Douche carefully in advance (Immodium is very helpful), as there is no worse way to ruin the mood than, well, you know. It is also nothing to panic over if a slight mess does occur. That's what the shower is for. And perfume.
Make sure you’re the one in control, at least at first. Most of the discomfort comes from stretching the sphincter too quickly. Start with a finger and when that feels okay, move on to two fingers. Eventually, guide the penis into the rectum slowly, making your fiancé stay still while you move at your own pace. Once you’re relaxed, he can begin moving.
You and your fiancé need to talk this through in advance. If you don't like it—or take a while to get into it—it would be totally unacceptable to pressure you. You must have 100 percent control over your own body and activities. The fact that you are willing to give it a good old-fashioned try is more than enough.

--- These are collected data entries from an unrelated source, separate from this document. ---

//! Site domain reconciliation
//!
//! A site's `domains` list mixes two representations: a bare domain name
//! (legacy) and a record carrying TLS material. Entries are identified by
//! domain name only, so `"a.com"` and `{"domain": "a.com"}` are the same
//! logical entry. All comparisons go through [`DomainEntry::canonical`].

use std::collections::{BTreeMap, HashMap};

use serde::{Deserialize, Serialize};
use serde_json::Value;
use tracing::{debug, info, warn};

use crate::config::store::{ConfigMap, ConfigStore, Scope};
use crate::errors::SnovaError;

/// Domain entry with TLS material.
///
/// The TLS fields distinguish an absent key (`None`) from an explicit
/// `null` (`Some(None)`), so a record written with nulls compares unequal
/// to the bare name and is rewritten unchanged.
#[derive(Debug, Clone, PartialEq, Eq, Serialize, Deserialize)]
pub struct DomainRecord {
    pub domain: String,

    #[serde(default, deserialize_with = "present", skip_serializing_if = "Option::is_none")]
    pub ssl_certificate: Option<Option<String>>,

    #[serde(default, deserialize_with = "present", skip_serializing_if = "Option::is_none")]
    pub ssl_certificate_key: Option<Option<String>>,

    /// Fields snova does not interpret, kept so they survive a rewrite
    #[serde(flatten)]
    pub extra: BTreeMap<String, Value>,
}

impl DomainRecord {
    pub fn new(domain: impl Into<String>) -> Self {
        Self {
            domain: domain.into(),
            ssl_certificate: None,
            ssl_certificate_key: None,
            extra: BTreeMap::new(),
        }
    }

    pub fn certificate(&self) -> Option<&str> {
        self.ssl_certificate.as_ref()?.as_deref()
    }

    pub fn certificate_key(&self) -> Option<&str> {
        self.ssl_certificate_key.as_ref()?.as_deref()
    }
}

// Only called when the key is present, so `null` becomes `Some(None)`.
fn present<'de, D>(deserializer: D) -> Result<Option<Option<String>>, D::Error>
where
    D: serde::Deserializer<'de>,
{
    Option::<String>::deserialize(deserializer).map(Some)
}

/// One element of a site's `domains` list
#[derive(Debug, Clone, PartialEq, Eq, Serialize, Deserialize)]
#[serde(untagged)]
pub enum DomainEntry {
    Bare(String),
    Record(DomainRecord),
}

impl DomainEntry {
    /// Build an entry, using the record form only when both TLS paths are given
    pub fn new(domain: &str, ssl_certificate: Option<&str>, ssl_certificate_key: Option<&str>) -> Self {
        match (ssl_certificate, ssl_certificate_key) {
            (Some(cert), Some(key)) if !cert.is_empty() && !key.is_empty() => {
                DomainEntry::Record(DomainRecord {
                    ssl_certificate: Some(Some(cert.to_string())),
                    ssl_certificate_key: Some(Some(key.to_string())),
                    ..DomainRecord::new(domain)
                })
            }
            _ => DomainEntry::Bare(domain.to_string()),
        }
    }

    pub fn name(&self) -> &str {
        match self {
            DomainEntry::Bare(name) => name,
            DomainEntry::Record(record) => &record.domain,
        }
    }

    /// Canonical record form: bare names become `{domain: name}`
    pub fn canonical(&self) -> DomainRecord {
        match self {
            DomainEntry::Bare(name) => DomainRecord::new(name.clone()),
            DomainEntry::Record(record) => record.clone(),
        }
    }
}

/// Map of domain name to canonical record. A later duplicate wins.
pub fn normalize(entries: &[DomainEntry]) -> HashMap<String, DomainRecord> {
    entries
        .iter()
        .map(|entry| (entry.name().to_string(), entry.canonical()))
        .collect()
}

/// Outcome of [`sync`]
#[derive(Debug, Clone, PartialEq, Eq)]
pub struct DomainSync {
    /// The proposed list differs semantically from the existing one
    pub changed: bool,
    /// The list the site should hold afterwards
    pub domains: Vec<DomainEntry>,
}

/// Compare an existing domain list against a proposed one.
///
/// Lists holding the same names with the same canonical records are equal
/// regardless of order or representation. When they differ the proposed
/// list replaces the existing one verbatim.
pub fn sync(existing: &[DomainEntry], proposed: &[DomainEntry]) -> DomainSync {
    let current = normalize(existing);
    let next = normalize(proposed);

    // Same key sets with every record equal is exactly map equality, which
    // checks both sides.
    let changed = current != next;

    DomainSync {
        changed,
        domains: if changed {
            proposed.to_vec()
        } else {
            existing.to_vec()
        },
    }
}

/// Outcome of [`add_domain`]
#[derive(Debug, Clone, PartialEq, Eq)]
pub enum AddDomain {
    Added,
    /// An entry with the same name exists, in either representation
    AlreadyExists,
}

/// Append `entry` unless an entry with the same name is present
pub fn add_domain(domains: &mut Vec<DomainEntry>, entry: DomainEntry) -> AddDomain {
    if domains.iter().any(|d| d.name() == entry.name()) {
        return AddDomain::AlreadyExists;
    }
    domains.push(entry);
    AddDomain::Added
}

/// Remove the first entry named `domain`. Returns whether one was removed.
pub fn remove_domain(domains: &mut Vec<DomainEntry>, domain: &str) -> bool {
    match domains.iter().position(|d| d.name() == domain) {
        Some(index) => {
            domains.remove(index);
            true
        }
        None => false,
    }
}

/// Collapse entries sharing a name into one, keeping list order.
///
/// The first occurrence keeps its position; a record form found later
/// replaces a bare form since it carries more information.
pub fn coalesce(domains: &[DomainEntry]) -> Vec<DomainEntry> {
    let mut result: Vec<DomainEntry> = Vec::with_capacity(domains.len());
    let mut seen: HashMap<String, usize> = HashMap::new();

    for entry in domains {
        match seen.get(entry.name()) {
            Some(&index) => {
                if matches!(result[index], DomainEntry::Bare(_))
                    && matches!(entry, DomainEntry::Record(_))
                {
                    result[index] = entry.clone();
                }
            }
            None => {
                seen.insert(entry.name().to_string(), result.len());
                result.push(entry.clone());
            }
        }
    }

    result
}

// ================================ SITE LEVEL ==================================== //

/// Read the `domains` list of a site. Absent or null reads as empty.
pub async fn get_domains(store: &ConfigStore, site: &str) -> Result<Vec<DomainEntry>, SnovaError> {
    let config = store.get(&Scope::site(site)).await?;
    domains_from_config(&config, site)
}

pub(crate) fn domains_from_config(config: &ConfigMap, site: &str) -> Result<Vec<DomainEntry>, SnovaError> {
    match config.get("domains") {
        None | Some(Value::Null) => Ok(Vec::new()),
        Some(value) => serde_json::from_value(value.clone()).map_err(|e| {
            SnovaError::ConfigError(format!("Invalid domains list for site {site}: {e}"))
        }),
    }
}

async fn put_domains(store: &ConfigStore, site: &str, domains: &[DomainEntry]) -> Result<(), SnovaError> {
    let mut partial = ConfigMap::new();
    partial.insert("domains".to_string(), serde_json::to_value(domains)?);
    store.update(&Scope::site(site), partial).await?;
    Ok(())
}

/// Replace a site's domains with `proposed` if they differ semantically.
///
/// Returns whether the site config was rewritten.
pub async fn sync_site_domains(
    store: &ConfigStore,
    site: &str,
    proposed: &[DomainEntry],
) -> Result<bool, SnovaError> {
    let existing = get_domains(store, site).await?;
    let outcome = sync(&existing, proposed);

    if outcome.changed {
        info!("Domains of {} changed, updating site config", site);
        put_domains(store, site, &outcome.domains).await?;
    } else {
        debug!("Domains of {} unchanged", site);
    }

    Ok(outcome.changed)
}

/// Add a domain to a site
pub async fn add_site_domain(
    store: &ConfigStore,
    site: &str,
    entry: DomainEntry,
) -> Result<AddDomain, SnovaError> {
    let mut domains = get_domains(store, site).await?;
    let name = entry.name().to_string();

    let outcome = add_domain(&mut domains, entry);
    match outcome {
        AddDomain::Added => put_domains(store, site, &domains).await?,
        AddDomain::AlreadyExists => warn!("Domain {} already exists on {}", name, site),
    }
    Ok(outcome)
}

/// Remove a domain from a site. Returns whether it was present.
pub async fn remove_site_domain(store: &ConfigStore, site: &str, domain: &str) -> Result<bool, SnovaError> {
    let mut domains = get_domains(store, site).await?;

    if remove_domain(&mut domains, domain) {
        put_domains(store, site, &domains).await?;
        Ok(true)
    } else {
        warn!("Domain {} not found on {}", domain, site);
        Ok(false)
    }
}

She Said: I wanted to get some feedback from straight women, so I did a random, anonymous poll of 10 ladies, and the results varied widely. I asked them simply: How often have you had anal sex, and on a scale of 1 to 10, how much did you enjoy it? The answers ranged from “Once, and I hated it,” to “Probably 30 percent of the time I have sex, and enjoyment is between 8 and 10.” This pretty much confirms what you already suspect: You may hate it, or it may prove wildly erotic. It's typical to feel apprehensive, but rest assured that if you’re in general good health, go slowly, listen to your body, and use a lot of lube, chances are nil that you will cause yourself any real injury. We all have primal fears and taboos about this region of our body—that’s part of what makes anal sex attractive. Don’t deny your fears, but stay open to other sensations that might lie beyond them. To start, peruse The Surrender by Toni Bentley. Though it’s unlikely you (or anyone, really) will enjoy anal sex as much as she does, you can think of it as an enthusiastic guidebook to a foreign land you’re about to visit. As for practicalities, I have a few points to add to the above:
Many people do not douche, use enemas, or take anti-diarrheals beforehand. If you save anal sex for a time when you haven’t eaten a heavy meal and have had your daily constitutional, so to speak, a simple shower with soap and warm water should more than suffice.
You might want to start with a toy that’s bigger than a finger, smaller than a penis, and that vibrates. Good Vibrations carries many of them, and also has a great primer on anal sex here.
Keep in mind that insertion is probably the most uncomfortable moment in the entire act. Once you relax, the sensation will change and likely become much more pleasurable. Though women don’t have a prostate, we do have several nerves that run directly from the clitoris to the rectal area.
Lastly—and most importantly!—stimulating your clitoris during anal sex can make a world of difference, not only relaxing the surrounding muscles but multiplying your pleasure. A gentle vibrator that you can hold is the perfect adjunct; and if you start with that, transitioning into penetration will prove much easier.